- [Activity]
Each entry must be restated word for word.

- [Source data]
━━━━━━

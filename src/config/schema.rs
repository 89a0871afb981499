//! Configuration schema definitions.
//!
//! This module defines the complete configuration structure for the mint
//! service. All types derive Serde traits for deserialization from config files.

use serde::{Deserialize, Serialize};

use crate::blockchain::types::Network;

/// Root configuration for the mint service.
#[derive(Debug, Clone, Deserialize, Serialize, Default)]
#[serde(default)]
pub struct MintConfig {
    /// HTTP listener settings.
    pub server: ServerConfig,

    /// Tezos network and node RPC settings.
    pub network: NetworkConfig,

    /// The NFT contract to mint from.
    pub contract: ContractConfig,

    /// Wallet (remote signer) settings.
    pub wallet: WalletConfig,

    /// Observability settings.
    pub observability: ObservabilityConfig,
}

/// HTTP listener configuration.
#[derive(Debug, Clone, Deserialize, Serialize)]
#[serde(default)]
pub struct ServerConfig {
    /// Bind address (e.g., "127.0.0.1:3000").
    pub bind_address: String,

    /// Total time allowed per HTTP request in seconds. Must cover a mint,
    /// which waits for confirmation.
    pub request_timeout_secs: u64,
}

impl Default for ServerConfig {
    fn default() -> Self {
        Self {
            bind_address: "127.0.0.1:3000".to_string(),
            request_timeout_secs: 300,
        }
    }
}

/// Tezos network configuration.
#[derive(Debug, Clone, Deserialize, Serialize)]
#[serde(default)]
pub struct NetworkConfig {
    /// Network the wallet is asked to connect to.
    pub network: Network,

    /// Node RPC endpoint URL.
    pub rpc_url: String,

    /// Failover node RPC endpoint URLs.
    pub failover_urls: Vec<String>,

    /// Chain ID override; required to verify a `custom` network.
    pub chain_id: Option<String>,

    /// RPC request timeout in seconds.
    pub rpc_timeout_secs: u64,

    /// Number of blocks (inclusion block counted) required for confirmation.
    pub confirmation_blocks: u32,

    /// Maximum time to wait for confirmation in seconds.
    pub confirmation_timeout_secs: u64,

    /// Head polling interval while waiting for confirmation.
    pub confirmation_poll_ms: u64,
}

impl Default for NetworkConfig {
    fn default() -> Self {
        Self {
            network: Network::Florencenet,
            rpc_url: "https://florencenet.api.tez.ie".to_string(),
            failover_urls: Vec::new(),
            chain_id: None,
            rpc_timeout_secs: 10,
            confirmation_blocks: 1,
            confirmation_timeout_secs: 180,
            confirmation_poll_ms: 2000,
        }
    }
}

/// Contract configuration.
#[derive(Debug, Clone, Deserialize, Serialize)]
#[serde(default)]
pub struct ContractConfig {
    /// Contract address (`KT1...`).
    pub address: String,

    /// How minted tokens are named.
    pub token: TokenConfig,
}

impl Default for ContractConfig {
    fn default() -> Self {
        Self {
            address: "KT1C6bQhy4gSSt3HYd1E6xUoHV5ZMUbkRY38".to_string(),
            token: TokenConfig::default(),
        }
    }
}

/// Token metadata naming scheme.
#[derive(Debug, Clone, Deserialize, Serialize)]
#[serde(default)]
pub struct TokenConfig {
    /// Name prefix; the token number is appended.
    pub name_prefix: String,

    /// Symbol prefix; the token number is appended.
    pub symbol_prefix: String,

    /// Metadata URI shared by every token.
    pub token_uri: String,
}

impl Default for TokenConfig {
    fn default() -> Self {
        Self {
            name_prefix: "Kangroo".to_string(),
            symbol_prefix: "Kg".to_string(),
            token_uri: "ipfs://QmV3a1TAdCncfs84Gi9msDsDJVQBDt6Wb5gJRVuFRfrgtG".to_string(),
        }
    }
}

/// Wallet configuration.
#[derive(Debug, Clone, Deserialize, Serialize)]
#[serde(default)]
pub struct WalletConfig {
    /// Name shown to the user.
    pub app_name: String,

    /// Remote signer base URL.
    pub signer_url: String,

    /// Account (public key hash) held by the signer. Overridden by
    /// `KRAZNIK_WALLET_PKH`.
    pub pkh: Option<String>,

    /// Signer request timeout in seconds.
    pub signer_timeout_secs: u64,

    /// File holding the authorized account across restarts. No file means
    /// the session lives in memory only.
    pub session_file: Option<String>,

    /// Fees and limits applied to submitted operations.
    pub fees: FeeConfig,
}

impl Default for WalletConfig {
    fn default() -> Self {
        Self {
            app_name: "KraznikUnderverse".to_string(),
            signer_url: "http://127.0.0.1:6732".to_string(),
            pkh: None,
            signer_timeout_secs: 60,
            session_file: Some("kraznik-session.json".to_string()),
            fees: FeeConfig::default(),
        }
    }
}

/// Fees and limits for manager operations.
#[derive(Debug, Clone, Deserialize, Serialize)]
#[serde(default)]
pub struct FeeConfig {
    pub fee_mutez: u64,
    pub gas_limit: u64,
    pub storage_limit: u64,
    pub reveal_fee_mutez: u64,
    pub reveal_gas_limit: u64,
}

impl Default for FeeConfig {
    fn default() -> Self {
        Self {
            fee_mutez: 20_000,
            gas_limit: 100_000,
            storage_limit: 1_000,
            reveal_fee_mutez: 1_420,
            reveal_gas_limit: 10_000,
        }
    }
}

/// Observability configuration.
#[derive(Debug, Clone, Deserialize, Serialize)]
#[serde(default)]
pub struct ObservabilityConfig {
    /// Log level (trace, debug, info, warn, error).
    pub log_level: String,

    /// Emit JSON log lines instead of the human format.
    pub json_logs: bool,

    /// Enable metrics endpoint.
    pub metrics_enabled: bool,

    /// Metrics endpoint bind address.
    pub metrics_address: String,
}

impl Default for ObservabilityConfig {
    fn default() -> Self {
        Self {
            log_level: "info".to_string(),
            json_logs: false,
            metrics_enabled: false,
            metrics_address: "127.0.0.1:9090".to_string(),
        }
    }
}

#[cfg(test)]
mod tests {
    use super::*;

    #[test]
    fn test_defaults() {
        let config = MintConfig::default();
        assert_eq!(config.network.network, Network::Florencenet);
        assert_eq!(config.contract.address, "KT1C6bQhy4gSSt3HYd1E6xUoHV5ZMUbkRY38");
        assert_eq!(config.contract.token.name_prefix, "Kangroo");
        assert_eq!(config.network.confirmation_blocks, 1);
        assert!(config.wallet.pkh.is_none());
    }

    #[test]
    fn test_partial_toml() {
        let config: MintConfig = toml::from_str(
            r#"
            [network]
            network = "custom"
            rpc_url = "http://localhost:8732"
            chain_id = "NetXlocal"

            [wallet.fees]
            fee_mutez = 5000
            "#,
        )
        .unwrap();

        assert_eq!(config.network.network, Network::Custom);
        assert_eq!(config.network.chain_id.as_deref(), Some("NetXlocal"));
        assert_eq!(config.network.rpc_timeout_secs, 10);
        assert_eq!(config.wallet.fees.fee_mutez, 5000);
        assert_eq!(config.wallet.fees.gas_limit, 100_000);
        assert_eq!(config.server.bind_address, "127.0.0.1:3000");
    }
}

━━━━━━

- [Result]
filename src/config/schema.rs
repository 89a0871afb981499
//! Configuration schema definitions.
//!
//! This module defines the complete configuration structure for the mint
//! service. All types derive Serde traits for deserialization from config files.

use serde::{Deserialize, Serialize};

use crate::blockchain::types::Network;

/// Root configuration for the mint service.
#[derive(Debug, Clone, Deserialize, Serialize, Default)]
#[serde(default)]
pub struct MintConfig {
    /// HTTP listener settings.
    pub server: ServerConfig,

    /// Tezos network and node RPC settings.
    pub network: NetworkConfig,

    /// The NFT contract to mint from.
    pub contract: ContractConfig,

    /// Wallet (remote signer) settings.
    pub wallet: WalletConfig,

    /// Observability settings.
    pub observability: ObservabilityConfig,
}

/// HTTP listener configuration.
#[derive(Debug, Clone, Deserialize, Serialize)]
#[serde(default)]
pub struct ServerConfig {
    /// Bind address (e.g., "127.0.0.1:3000").
    pub bind_address: String,

    /// Total time allowed per HTTP request in seconds. Must cover a mint,
    /// which waits for confirmation.
    pub request_timeout_secs: u64,
}

impl Default for ServerConfig {
    fn default() -> Self {
        Self {
            bind_address: "127.0.0.1:3000".to_string(),
            request_timeout_secs: 300,
        }
    }
}

/// Tezos network configuration.
#[derive(Debug, Clone, Deserialize, Serialize)]
#[serde(default)]
pub struct NetworkConfig {
    /// Network the wallet is asked to connect to.
    pub network: Network,

    /// Node RPC endpoint URL.
    pub rpc_url: String,

    /// Failover node RPC endpoint URLs.
    pub failover_urls: Vec<String>,

    /// Chain ID override; required to verify a `custom` network.
    pub chain_id: Option<String>,

    /// RPC request timeout in seconds.
    pub rpc_timeout_secs: u64,

    /// Number of blocks (inclusion block counted) required for confirmation.
    pub confirmation_blocks: u32,

    /// Maximum time to wait for confirmation in seconds.
    pub confirmation_timeout_secs: u64,

    /// Head polling interval while waiting for confirmation.
    pub confirmation_poll_ms: u64,
}

impl Default for NetworkConfig {
    fn default() -> Self {
        Self {
            network: Network::Florencenet,
            rpc_url: "https://florencenet.api.tez.ie".to_string(),
            failover_urls: Vec::new(),
            chain_id: None,
            rpc_timeout_secs: 10,
            confirmation_blocks: 1,
            confirmation_timeout_secs: 180,
            confirmation_poll_ms: 2000,
        }
    }
}

/// Contract configuration.
#[derive(Debug, Clone, Deserialize, Serialize)]
#[serde(default)]
pub struct ContractConfig {
    /// Contract address (`KT1...`).
    pub address: String,

    /// How minted tokens are named.
    pub token: TokenConfig,
}

impl Default for ContractConfig {
    fn default() -> Self {
        Self {
            address: "KT1C6bQhy4gSSt3HYd1E6xUoHV5ZMUbkRY38".to_string(),
            token: TokenConfig::default(),
        }
    }
}

/// Token metadata naming scheme.
#[derive(Debug, Clone, Deserialize, Serialize)]
#[serde(default)]
pub struct TokenConfig {
    /// Name prefix; the token number is appended.
    pub name_prefix: String,

    /// Symbol prefix; the token number is appended.
    pub symbol_prefix: String,

    /// Metadata URI shared by every token.
    pub token_uri: String,
}

impl Default for TokenConfig {
    fn default() -> Self {
        Self {
            name_prefix: "Kangroo".to_string(),
            symbol_prefix: "Kg".to_string(),
            token_uri: "ipfs://QmV3a1TAdCncfs84Gi9msDsDJVQBDt6Wb5gJRVuFRfrgtG".to_string(),
        }
    }
}

/// Wallet configuration.
#[derive(Debug, Clone, Deserialize, Serialize)]
#[serde(default)]
pub struct WalletConfig {
    /// Name shown to the user.
    pub app_name: String,

    /// Remote signer base URL.
    pub signer_url: String,

    /// Account (public key hash) held by the signer. Overridden by
    /// `KRAZNIK_WALLET_PKH`.
    pub pkh: Option<String>,

    /// Signer request timeout in seconds.
    pub signer_timeout_secs: u64,

    /// File holding the authorized account across restarts. No file means
    /// the session lives in memory only.
    pub session_file: Option<String>,

    /// Fees and limits applied to submitted operations.
    pub fees: FeeConfig,
}

impl Default for WalletConfig {
    fn default() -> Self {
        Self {
            app_name: "KraznikUnderverse".to_string(),
            signer_url: "http://127.0.0.1:6732".to_string(),
            pkh: None,
            signer_timeout_secs: 60,
            session_file: Some("kraznik-session.json".to_string()),
            fees: FeeConfig::default(),
        }
    }
}

/// Fees and limits for manager operations.
#[derive(Debug, Clone, Deserialize, Serialize)]
#[serde(default)]
pub struct FeeConfig {
    pub fee_mutez: u64,
    pub gas_limit: u64,
    pub storage_limit: u64,
    pub reveal_fee_mutez: u64,
    pub reveal_gas_limit: u64,
}

impl Default for FeeConfig {
    fn default() -> Self {
        Self {
            fee_mutez: 20_000,
            gas_limit: 100_000,
            storage_limit: 1_000,
            reveal_fee_mutez: 1_420,
            reveal_gas_limit: 10_000,
        }
    }
}

/// Observability configuration.
#[derive(Debug, Clone, Deserialize, Serialize)]
#[serde(default)]
pub struct ObservabilityConfig {
    /// Log level (trace, debug, info, warn, error).
    pub log_level: String,

    /// Emit JSON log lines instead of the human format.
    pub json_logs: bool,

    /// Enable metrics endpoint.
    pub metrics_enabled: bool,

    /// Metrics endpoint bind address.
    pub metrics_address: String,
}

impl Default for ObservabilityConfig {
    fn default() -> Self {
        Self {
            log_level: "info".to_string(),
            json_logs: false,
            metrics_enabled: false,
            metrics_address: "127.0.0.1:9090".to_string(),
        }
    }
}

#[cfg(test)]
mod tests {
    use super::*;

    #[test]
    fn test_defaults() {
        let config = MintConfig::default();
        assert_eq!(config.network.network, Network::Florencenet);
        assert_eq!(config.contract.address, "KT1C6bQhy4gSSt3HYd1E6xUoHV5ZMUbkRY38");
        assert_eq!(config.contract.token.name_prefix, "Kangroo");
        assert_eq!(config.network.confirmation_blocks, 1);
        assert!(config.wallet.pkh.is_none());
    }

    #[test]
    fn test_partial_toml() {
        let config: MintConfig = toml::from_str(
            r#"
            [network]
            network = "custom"
            rpc_url = "http://localhost:8732"
            chain_id = "NetXlocal"

            [wallet.fees]
            fee_mutez = 5000
            "#,
        )
        .unwrap();

        assert_eq!(config.network.network, Network::Custom);
        assert_eq!(config.network.chain_id.as_deref(), Some("NetXlocal"));
        assert_eq!(config.network.rpc_timeout_secs, 10);
        assert_eq!(config.wallet.fees.fee_mutez, 5000);
        assert_eq!(config.wallet.fees.gas_limit, 100_000);
        assert_eq!(config.server.bind_address, "127.0.0.1:3000");
    }
}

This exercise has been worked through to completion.